JP: Alvin now you’ve got a great new album out,

AL: Thank You Very Much,

JP: and to me despite the fact that it still has the blues feeling you know, the rock and roll feeling, it sounds pretty modern to me particulary on a track like “Real Life Blues” tell me something about the track and how it came about.

 AL: Real Life Blues ok, well it’s a real life feeling I was working in the studio until about two in the morning and I decided I needed a little break just to lighten my head a bit so I went in the house and switched on the TV and just caught the war breaking out in Yugoslavia, a highjacking and several murders and I thought and it really effected, I was trying to be creative and it I thought so much trouble in the world it’s time we had some better news maybe a song in there so I wrote the song basically on that feeling came back into the studio. It was a bring down to me and I was angry and the song is kind of a mellow chord, I didn’t play any lead at first I had the song, and then I did a lead guitar it was really angry, I was angry at the world ya know and so much trouble in the world, I was doing all this really manic guitar.

 I then called up George Harrison, he’s always been a mate of mine and he’s played on a lot of my albums and I’ve played on his and I said  any chance that you come play a bit of slide on this tune, it needs a bit of slide and he said I’ll be right over and he came over and he played. 

I took my guitar out of the mix ok so he just had the basic chord feel of it and he played this beauitful sympathetic slide guitar that was so wonderful and it turned the whole song around for me cause instead of so much trouble in the world it was like so much trouble in the world and he did the guitar fills and the first solo and I was going to play the second solo so I checked out what I was playing by the end of the track it was crazyness ya know, it didn’t fit at all so I had to rethink the whole end of the solo and make it more kind of mellow and sympathetic and that’s what he did to it, he took the angry bit out of it and he turned it around and made it much more interesting for me, it’s nice when that happens. 

 

JP: There’s a real variety of songs on the album everything from R & B Rock and Roll and a certain amount of  blues, something like Jenny Jenny which is superficially sounds like a Chuck Berry riff  but there’s all kinds of 1950’s things going on in there as well.

 AL: Yeah that’s right, I was very happy with that, that was one of the songs it took me about ten minutes to write that one, in fact I was working with my song writing collegue Steve Gould and we’d been working all day on this song and getting nowhere and I said to hell with this, let’s play some rock and roll and we wrote Jenny Jenny in ten minutes and I was very happy with it because to me it sounds like it was a song  that should have been written in 1958 and escaped that’s basically it  and to me I thought it was Jerry Lee Lewis cause the guitar is Chuck Berry (the guitar fills are Chuck Berry) but the rhythm is Jerry Lee Lewis.

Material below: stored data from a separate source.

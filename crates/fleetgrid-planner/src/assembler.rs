//! The binding pipeline.
//!
//! Each `bind_*` method checks that its prerequisite stages have completed,
//! recomputes its bindings from scratch, and marks its stage complete.
//! Re-running a stage therefore replaces its previous output rather than
//! adding to it.

use std::collections::{BTreeMap, BTreeSet};
use std::net::Ipv4Addr;

use fleet_core::{InstanceState, Properties};
use fleetgrid_placement::DatastorePlacer;
use fleetgrid_state::{DnsRecord, InstanceRecord, ReleaseVersionRecord, StemcellRecord, compare_versions};
use serde_json::Value;
use tracing::{debug, info};

use crate::collaborators::Collaborators;
use crate::error::{PlannerError, PlannerResult, ResolutionKind};
use crate::fingerprint::release_fingerprints;
use crate::plan::{
    BoundPackage, BoundTemplate, DeploymentPlan, DiskBinding, Instance, NetworkReservation,
    ReservationKind, ResolvedRelease, VmBinding,
};
use crate::stage::BindingStage;

/// Default DNS domain appended to instance records.
pub const DEFAULT_DNS_DOMAIN: &str = "fleet";

#[derive(Clone)]
pub struct Assembler {
    collaborators: Collaborators,
    dns_domain: String,
}
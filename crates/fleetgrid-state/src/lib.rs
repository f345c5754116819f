//! fleetgrid-state — embedded fleet state store for FleetGrid.
//!
//! Backed by [redb](https://docs.rs/redb), holds everything the planner
//! reconciles a manifest against: deployment records, the instances a
//! deployment currently runs, uploaded stemcells and release versions,
//! compiled packages, and published DNS records.
//!
//! # Architecture
//!
//! All domain types are JSON-serialized into redb's `&[u8]` value columns.
//! Composite keys (`{deployment_id}:{job}/{index}`, `{name}/{version}`)
//! enable prefix scans for related records.
//!
//! The `StateStore` is `Clone` + `Send` + `Sync` (backed by `Arc<Database>`)
//! and can be shared across concurrent deployment requests.

pub mod error;
pub mod store;
pub mod tables;
pub mod types;

pub use error::{StateError, StateResult};
pub use store::StateStore;
pub use types::*;
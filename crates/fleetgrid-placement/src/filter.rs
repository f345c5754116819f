//! Capacity filter: keep datastores that stay above headroom after a disk lands.

use crate::datastore::Datastore;

/// Whether `free_space - size >= headroom` holds for `datastore`.
pub fn has_headroom(datastore: &Datastore, size_mb: u64, headroom_mb: u64) -> bool {
    datastore
        .free_space_mb
        .checked_sub(size_mb)
        .is_some_and(|left| left >= headroom_mb)
}

/// Narrow `datastores` to those with room for `size_mb` plus headroom.
pub fn filter_by_headroom<'a, I>(datastores: I, size_mb: u64, headroom_mb: u64) -> Vec<&'a Datastore>
where
    I: IntoIterator<Item = &'a Datastore>,
{
    datastores
        .into_iter()
        .filter(|ds| has_headroom(ds, size_mb, headroom_mb))
        .collect()
}
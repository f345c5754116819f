//! VM and template folder resolution.
//!
//! Paths are recomputed on every access from configuration and the
//! deployment id; nothing here talks to the infrastructure.

/// A folder inside a datacenter's VM inventory tree.
#[derive(Debug, Clone, PartialEq, Eq)]
pub struct Folder {
    datacenter: String,
    path: String,
}

impl Folder {
    pub fn new(datacenter: &str, path: &str) -> Self {
        Self {
            datacenter: datacenter.to_string(),
            path: path.to_string(),
        }
    }

    /// `root/deployment_id` when `per_deployment`, otherwise `root`.
    pub fn resolve(datacenter: &str, root: &str, deployment_id: &str, per_deployment: bool) -> Self {
        if per_deployment {
            Self::new(datacenter, &[root, deployment_id].join("/"))
        } else {
            Self::new(datacenter, root)
        }
    }

    pub fn path(&self) -> &str {
        &self.path
    }

    pub fn datacenter(&self) -> &str {
        &self.datacenter
    }

    pub fn path_components(&self) -> Vec<&str> {
        self.path.split('/').filter(|c| !c.is_empty()).collect()
    }

    /// Full inventory path: `<datacenter>/vm/<path>`.
    pub fn inventory_path(&self) -> String {
        let mut parts = vec![self.datacenter.as_str(), "vm"];
        parts.extend(self.path_components());
        parts.join("/")
    }
}

#[cfg(test)]
mod tests {
    use super::*;

    #[test]
    fn per_deployment_folder_appends_id() {
        let folder = Folder::resolve("dc1", "vms", "abc-123", true);
        assert_eq!(folder.path(), "vms/abc-123");
    }

    #[test]
    fn shared_folder_is_root() {
        let folder = Folder::resolve("dc1", "vms", "abc-123", false);
        assert_eq!(folder.path(), "vms");
    }

    #[test]
    fn inventory_path_includes_datacenter_and_vm_root() {
        let folder = Folder::resolve("dc1", "fleet/vms", "abc-123", true);
        assert_eq!(folder.path_components(), vec!["fleet", "vms", "abc-123"]);
        assert_eq!(folder.inventory_path(), "dc1/vm/fleet/vms/abc-123");
        assert_eq!(folder.datacenter(), "dc1");
    }
}
//! fleet.toml configuration parser.

use serde::de::{MapAccess, Visitor};
use serde::ser::SerializeMap;
use serde::{Deserialize, Deserializer, Serialize, Serializer};
use std::fmt;
use std::path::{Path, PathBuf};

/// Free-space margin (MB) a datastore must keep beyond a requested disk.
pub const DEFAULT_DISK_HEADROOM_MB: u64 = 1024;

#[derive(Debug, Clone, Default, Serialize, Deserialize)]
pub struct FleetConfig {
    #[serde(default)]
    pub state: StateConfig,
    #[serde(default)]
    pub placement: PlacementConfig,
    #[serde(default)]
    pub dns: DnsConfig,
    #[serde(default)]
    pub datacenters: Vec<DatacenterConfig>,
}

#[derive(Debug, Clone, Serialize, Deserialize)]
pub struct StateConfig {
    pub path: PathBuf,
}

impl Default for StateConfig {
    fn default() -> Self {
        Self {
            path: PathBuf::from("fleet-state.redb"),
        }
    }
}

#[derive(Debug, Clone, Serialize, Deserialize)]
pub struct PlacementConfig {
    #[serde(default = "default_headroom")]
    pub disk_headroom_mb: u64,
}

impl Default for PlacementConfig {
    fn default() -> Self {
        Self {
            disk_headroom_mb: DEFAULT_DISK_HEADROOM_MB,
        }
    }
}

fn default_headroom() -> u64 {
    DEFAULT_DISK_HEADROOM_MB
}

#[derive(Debug, Clone, Serialize, Deserialize)]
pub struct DnsConfig {
    pub domain: String,
}

impl Default for DnsConfig {
    fn default() -> Self {
        Self {
            domain: "fleet".to_string(),
        }
    }
}

/// One datacenter the placement engine may place disks in.
#[derive(Debug, Clone, Serialize, Deserialize)]
pub struct DatacenterConfig {
    pub name: String,
    pub vm_folder: String,
    pub template_folder: String,
    pub disk_path: String,
    /// Nest VM/template folders under a per-deployment sub-folder.
    #[serde(default)]
    pub use_sub_folder: bool,
    /// Regex matched against datastore names for ephemeral disks.
    pub ephemeral_pattern: String,
    /// Regex matched against datastore names for persistent disks.
    pub persistent_pattern: String,
    #[serde(default = "default_overcommit")]
    pub mem_overcommit: f64,
    #[serde(default)]
    pub clusters: ClusterMap,
}

#[derive(Debug, Clone, Default, Serialize, Deserialize, PartialEq)]
pub struct ClusterConfig {
    #[serde(default)]
    pub resource_pool: Option<String>,
}

/// Configured clusters in declaration order.
///
/// Order matters: when two clusters expose a datastore with the same name,
/// the cluster declared later wins.
#[derive(Debug, Clone, Default, PartialEq)]
pub struct ClusterMap(Vec<(String, ClusterConfig)>);

impl ClusterMap {
    pub fn len(&self) -> usize {
        self.0.len()
    }

    pub fn is_empty(&self) -> bool {
        self.0.is_empty()
    }

    pub fn get(&self, name: &str) -> Option<&ClusterConfig> {
        self.0.iter().find(|(n, _)| n == name).map(|(_, c)| c)
    }

    pub fn contains_key(&self, name: &str) -> bool {
        self.get(name).is_some()
    }

    pub fn keys(&self) -> impl Iterator<Item = &String> {
        self.0.iter().map(|(name, _)| name)
    }

    pub fn iter(&self) -> impl Iterator<Item = (&String, &ClusterConfig)> {
        self.0.iter().map(|(name, config)| (name, config))
    }

    /// Add a cluster; a repeated name replaces the earlier entry in place.
    pub fn insert(&mut self, name: String, config: ClusterConfig) {
        match self.0.iter_mut().find(|(n, _)| *n == name) {
            Some(entry) => entry.1 = config,
            None => self.0.push((name, config)),
        }
    }
}

impl FromIterator<(String, ClusterConfig)> for ClusterMap {
    fn from_iter<I: IntoIterator<Item = (String, ClusterConfig)>>(iter: I) -> Self {
        let mut map = ClusterMap::default();
        for (name, config) in iter {
            map.insert(name, config);
        }
        map
    }
}

impl Serialize for ClusterMap {
    fn serialize<S: Serializer>(&self, serializer: S) -> Result<S::Ok, S::Error> {
        let mut map = serializer.serialize_map(Some(self.0.len()))?;
        for (name, config) in &self.0 {
            map.serialize_entry(name, config)?;
        }
        map.end()
    }
}

impl<'de> Deserialize<'de> for ClusterMap {
    fn deserialize<D: Deserializer<'de>>(deserializer: D) -> Result<Self, D::Error> {
        struct ClusterMapVisitor;

        impl<'de> Visitor<'de> for ClusterMapVisitor {
            type Value = ClusterMap;

            fn expecting(&self, f: &mut fmt::Formatter<'_>) -> fmt::Result {
                f.write_str("a table of cluster name to cluster settings")
            }

            fn visit_map<A: MapAccess<'de>>(self, mut access: A) -> Result<ClusterMap, A::Error> {
                let mut map = ClusterMap::default();
                while let Some((name, config)) = access.next_entry::<String, ClusterConfig>()? {
                    map.insert(name, config);
                }
                Ok(map)
            }
        }

        deserializer.deserialize_map(ClusterMapVisitor)
    }
}

fn default_overcommit() -> f64 {
    1.0
}

impl FleetConfig {
    pub fn from_file(path: &Path) -> anyhow::Result<Self> {
        let content = std::fs::read_to_string(path)?;
        let config: FleetConfig = toml::from_str(&content)?;
        Ok(config)
    }

    pub fn to_toml_string(&self) -> anyhow::Result<String> {
        Ok(toml::to_string_pretty(self)?)
    }

    pub fn datacenter(&self, name: &str) -> Option<&DatacenterConfig> {
        self.datacenters.iter().find(|dc| dc.name == name)
    }
}

/// Read a JSON or TOML document (chosen by extension) as a JSON value.
pub fn load_document(path: &Path) -> anyhow::Result<serde_json::Value> {
    let content = std::fs::read_to_string(path)?;
    let value = match path.extension().and_then(|ext| ext.to_str()) {
        Some("toml") => toml::from_str(&content)?,
        _ => serde_json::from_str(&content)?,
    };
    Ok(value)
}
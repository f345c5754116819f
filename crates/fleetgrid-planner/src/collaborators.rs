//! Narrow interfaces to the fleet services the planner consumes.
//!
//! Every trait is `Send + Sync` so a single set of collaborators can be
//! shared through `Arc` across concurrent planning requests. The embedded
//! [`StateStore`] implements all of them except [`PackageCompiler`], which
//! drives compile VMs and lives outside this crate.

use std::sync::Arc;

use fleetgrid_placement::PlacerFactory;
use fleetgrid_state::{
    CompiledPackageRecord, DeploymentRecord, DnsRecord, InstanceRecord, ReleaseVersionRecord,
    StateResult, StateStore, StemcellRecord,
};

use crate::progress::ProgressTracker;

pub trait DeploymentRepository: Send + Sync {
    /// Look up the record for a canonical name, creating it on first use.
    fn find_or_create_by_name(&self, name: &str) -> StateResult<DeploymentRecord>;
}

pub trait ReleaseCatalog: Send + Sync {
    fn find_release_version(&self, name: &str, version: &str) -> StateResult<Option<ReleaseVersionRecord>>;

    fn list_versions(&self, name: &str) -> StateResult<Vec<ReleaseVersionRecord>>;
}

pub trait StemcellManager: Send + Sync {
    fn find_by_name_and_version(&self, name: &str, version: &str) -> StateResult<Option<StemcellRecord>>;

    fn list(&self) -> StateResult<Vec<StemcellRecord>>;
}

pub trait InstanceInventory: Send + Sync {
    fn instances_for_deployment(&self, deployment_id: &str) -> StateResult<Vec<InstanceRecord>>;
}

pub trait CompiledPackageCache: Send + Sync {
    fn find_compiled(&self, fingerprint: &str, stemcell: &str) -> StateResult<Option<CompiledPackageRecord>>;

    fn store_compiled(&self, record: &CompiledPackageRecord) -> StateResult<()>;
}

pub trait DnsRegistry: Send + Sync {
    /// Replace the published records of `deployment` with `records`.
    fn publish(&self, deployment: &str, records: &[DnsRecord]) -> StateResult<()>;
}

/// One package to build against one stemcell.
#[derive(Debug, Clone, PartialEq, Eq)]
pub struct CompileTask {
    pub package: String,
    pub release: String,
    pub version: String,
    pub fingerprint: String,
    /// Stemcell in `name/version` form.
    pub stemcell: String,
    /// Fingerprints that must be compiled first.
    pub dependencies: Vec<String>,
}

/// Output of a successful compilation.
#[derive(Debug, Clone, PartialEq, Eq)]
pub struct CompiledBlob {
    pub blob_id: String,
    pub sha1: String,
}

/// Builds a package on a compile VM. Blocking; called from the blocking pool.
pub trait PackageCompiler: Send + Sync {
    fn compile(&self, task: &CompileTask) -> anyhow::Result<CompiledBlob>;
}

/// Everything the planner talks to, shared across requests.
#[derive(Clone)]
pub struct Collaborators {
    pub deployments: Arc<dyn DeploymentRepository>,
    pub releases: Arc<dyn ReleaseCatalog>,
    pub stemcells: Arc<dyn StemcellManager>,
    pub instances: Arc<dyn InstanceInventory>,
    pub compiled_packages: Arc<dyn CompiledPackageCache>,
    pub compiler: Arc<dyn PackageCompiler>,
    pub dns: Arc<dyn DnsRegistry>,
    pub placer: Arc<dyn PlacerFactory>,
    pub progress: Arc<dyn ProgressTracker>,
}

impl Collaborators {
    /// Back every store-facing collaborator with one [`StateStore`].
    pub fn from_store(
        store: StateStore,
        compiler: Arc<dyn PackageCompiler>,
        placer: Arc<dyn PlacerFactory>,
        progress: Arc<dyn ProgressTracker>,
    ) -> Self {
        let store = Arc::new(store);
        Self {
            deployments: store.clone(),
            releases: store.clone(),
            stemcells: store.clone(),
            instances: store.clone(),
            compiled_packages: store.clone(),
            dns: store,
            compiler,
            placer,
            progress,
        }
    }
}

// ── StateStore implementations ────────────────────────────────────

impl DeploymentRepository for StateStore {
    fn find_or_create_by_name(&self, name: &str) -> StateResult<DeploymentRecord> {
        self.find_or_create_deployment(name)
    }
}

impl ReleaseCatalog for StateStore {
    fn find_release_version(&self, name: &str, version: &str) -> StateResult<Option<ReleaseVersionRecord>> {
        self.get_release_version(name, version)
    }

    fn list_versions(&self, name: &str) -> StateResult<Vec<ReleaseVersionRecord>> {
        self.list_release_versions(name)
    }
}

impl StemcellManager for StateStore {
    fn find_by_name_and_version(&self, name: &str, version: &str) -> StateResult<Option<StemcellRecord>> {
        self.get_stemcell(name, version)
    }

    fn list(&self) -> StateResult<Vec<StemcellRecord>> {
        self.list_stemcells()
    }
}

impl InstanceInventory for StateStore {
    fn instances_for_deployment(&self, deployment_id: &str) -> StateResult<Vec<InstanceRecord>> {
        self.list_instances_for_deployment(deployment_id)
    }
}

impl CompiledPackageCache for StateStore {
    fn find_compiled(&self, fingerprint: &str, stemcell: &str) -> StateResult<Option<CompiledPackageRecord>> {
        self.get_compiled_package(fingerprint, stemcell)
    }

    fn store_compiled(&self, record: &CompiledPackageRecord) -> StateResult<()> {
        self.put_compiled_package(record)
    }
}

impl DnsRegistry for StateStore {
    fn publish(&self, deployment: &str, records: &[DnsRecord]) -> StateResult<()> {
        self.replace_dns_records(deployment, records)
    }
}
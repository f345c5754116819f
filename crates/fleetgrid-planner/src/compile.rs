//! Package compilation step.
//!
//! Every bound package is compiled once per (fingerprint, stemcell) pair.
//! Pairs already in the compiled-package cache are reused. The rest are
//! compiled in dependency waves: a package only starts once everything it
//! builds against is available. Within a wave at most `compilation.workers`
//! tasks run at once on tokio's blocking pool.

use std::collections::{BTreeMap, BTreeSet};
use std::sync::Arc;

use fleetgrid_state::{CompiledPackageRecord, StemcellRecord, compiled_package_key};
use tokio::sync::Semaphore;
use tokio::task::JoinSet;
use tracing::{debug, error, info};

use crate::assembler::ensure_ready;
use crate::collaborators::{CompileTask, CompiledPackageCache, PackageCompiler};
use crate::error::{PlannerError, PlannerResult};
use crate::plan::DeploymentPlan;
use crate::progress::{ProgressTracker, track, track_and_log};
use crate::stage::BindingStage;

#[derive(Clone)]
pub struct PackageCompileStep {
    compiler: Arc<dyn PackageCompiler>,
    cache: Arc<dyn CompiledPackageCache>,
    progress: Arc<dyn ProgressTracker>,
}

impl PackageCompileStep {
    pub fn new(
        compiler: Arc<dyn PackageCompiler>,
        cache: Arc<dyn CompiledPackageCache>,
        progress: Arc<dyn ProgressTracker>,
    ) -> Self {
        Self {
            compiler,
            cache,
            progress,
        }
    }

    /// One task per unique (fingerprint, stemcell) pair across all jobs,
    /// keyed by [`compiled_package_key`].
    pub fn tasks(plan: &DeploymentPlan) -> BTreeMap<String, CompileTask> {
        let mut tasks = BTreeMap::new();
        for job in &plan.jobs {
            let Some(stemcell) = job.stemcell.as_ref().map(StemcellRecord::table_key) else {
                continue;
            };
            for package in job.packages.values() {
                tasks
                    .entry(compiled_package_key(&package.fingerprint, &stemcell))
                    .or_insert_with(|| CompileTask {
                        package: package.name.clone(),
                        release: package.release.clone(),
                        version: package.version.clone(),
                        fingerprint: package.fingerprint.clone(),
                        stemcell: stemcell.clone(),
                        dependencies: package.dependencies.clone(),
                    });
            }
        }
        tasks
    }

    pub async fn run(&self, plan: &mut DeploymentPlan) -> PlannerResult<()> {
        let stage = BindingStage::CompilePackages;
        let (mut compiled, pending) =
            track_and_log(self.progress.as_ref(), "Finding compiled packages", || {
                ensure_ready(plan, stage)?;
                self.partition_cached(plan)
            })?;

        info!(
            deployment = %plan.name,
            cached = compiled.len(),
            to_compile = pending.len(),
            "compiling packages"
        );
        if !pending.is_empty() {
            self.progress.begin_stage(stage.label(), pending.len());
        }

        let workers = plan.compilation.workers.max(1);
        if let Err(e) = self.compile_pending(pending, &mut compiled, workers).await {
            error!(deployment = %plan.name, error = %e, "package compilation failed");
            return Err(e);
        }

        plan.compiled_packages = compiled;
        plan.mark_completed(stage);
        Ok(())
    }

    /// Split the plan's tasks into cache hits and tasks still to compile.
    fn partition_cached(
        &self,
        plan: &DeploymentPlan,
    ) -> PlannerResult<(BTreeMap<String, CompiledPackageRecord>, BTreeMap<String, CompileTask>)> {
        let mut compiled = BTreeMap::new();
        let mut pending = BTreeMap::new();
        for (key, task) in Self::tasks(plan) {
            match self.cache.find_compiled(&task.fingerprint, &task.stemcell)? {
                Some(record) => {
                    compiled.insert(key, record);
                }
                None => {
                    pending.insert(key, task);
                }
            }
        }
        Ok((compiled, pending))
    }

    /// Compile `pending` in dependency waves, adding results to `compiled`.
    async fn compile_pending(
        &self,
        mut pending: BTreeMap<String, CompileTask>,
        compiled: &mut BTreeMap<String, CompiledPackageRecord>,
        workers: usize,
    ) -> PlannerResult<()> {
        while !pending.is_empty() {
            let ready: Vec<String> = pending
                .iter()
                .filter(|(_, task)| {
                    task.dependencies
                        .iter()
                        .all(|dep| compiled.contains_key(&compiled_package_key(dep, &task.stemcell)))
                })
                .map(|(key, _)| key.clone())
                .collect();

            if ready.is_empty() {
                let blocked: BTreeSet<&str> = pending.values().map(|t| t.package.as_str()).collect();
                let first = pending.values().next();
                return Err(PlannerError::Compilation {
                    package: blocked.into_iter().collect::<Vec<_>>().join(", "),
                    stemcell: first.map(|t| t.stemcell.clone()).unwrap_or_default(),
                    reason: "dependencies can never be satisfied".to_string(),
                });
            }

            let wave: Vec<CompileTask> = ready.iter().filter_map(|key| pending.remove(key)).collect();
            debug!(tasks = wave.len(), workers, "starting compile wave");
            for record in self.compile_wave(wave, workers).await? {
                self.cache.store_compiled(&record)?;
                compiled.insert(record.table_key(), record);
            }
        }
        Ok(())
    }

    async fn compile_wave(&self, wave: Vec<CompileTask>, workers: usize) -> PlannerResult<Vec<CompiledPackageRecord>> {
        let semaphore = Arc::new(Semaphore::new(workers));
        let mut set = JoinSet::new();

        for task in wave {
            let permit = Arc::clone(&semaphore)
                .acquire_owned()
                .await
                .map_err(|e| compilation_error(&task, e.to_string()))?;
            let compiler = Arc::clone(&self.compiler);
            let progress = Arc::clone(&self.progress);
            set.spawn_blocking(move || {
                let _permit = permit;
                let label = format!("{}/{} for {}", task.package, task.version, task.stemcell);
                let result = track(progress.as_ref(), &label, || compiler.compile(&task));
                (task, result)
            });
        }

        let mut records = Vec::new();
        while let Some(joined) = set.join_next().await {
            let (task, result) = joined.map_err(|e| PlannerError::Compilation {
                package: "unknown".to_string(),
                stemcell: "unknown".to_string(),
                reason: format!("compile task did not finish: {e}"),
            })?;
            let blob = result.map_err(|e| compilation_error(&task, format!("{e:#}")))?;
            debug!(package = %task.package, stemcell = %task.stemcell, blob = %blob.blob_id, "package compiled");
            records.push(CompiledPackageRecord {
                package: task.package,
                fingerprint: task.fingerprint,
                stemcell: task.stemcell,
                blob_id: blob.blob_id,
                sha1: blob.sha1,
            });
        }
        Ok(records)
    }
}

fn compilation_error(task: &CompileTask, reason: String) -> PlannerError {
    PlannerError::Compilation {
        package: task.package.clone(),
        stemcell: task.stemcell.clone(),
        reason,
    }
}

  JP: To some listeners who maybe haven’t heard your music in some time there is a superficial difference between I’m Going Home and the stuff on the new album, but do you really see it as that different? 

 AL: I don’t, I see Jenny Jenny and Going Home to me are very very  similar, it’s just cooking rock and roll twelve bars they have different flavors but to me it’s all the same roots that’s rock and roll it’s Jerry Lee Lewis, Little Richard, Chuck Berry and what you can do with that whole feeling.

  JP: How do you think—I mean people still regard you as a guitar player as well as everything else and very much a solo guitar player, I mean do you think your solo playing has changed much over the years?

 AL: Some ya some, I’d like to think its got better I’ve got more control I think now,  I’m probably appreciating spaces more I think sometimes if you—a gap between the notes is sometimes more important then putting notes in, ya know it’s like light and shade and everything else. 

  JP: In thirty, forty, fifty, sixty or whatever how many years time it is and that great bluesman in the sky calls you to play that last lick how would you like to be remembered? 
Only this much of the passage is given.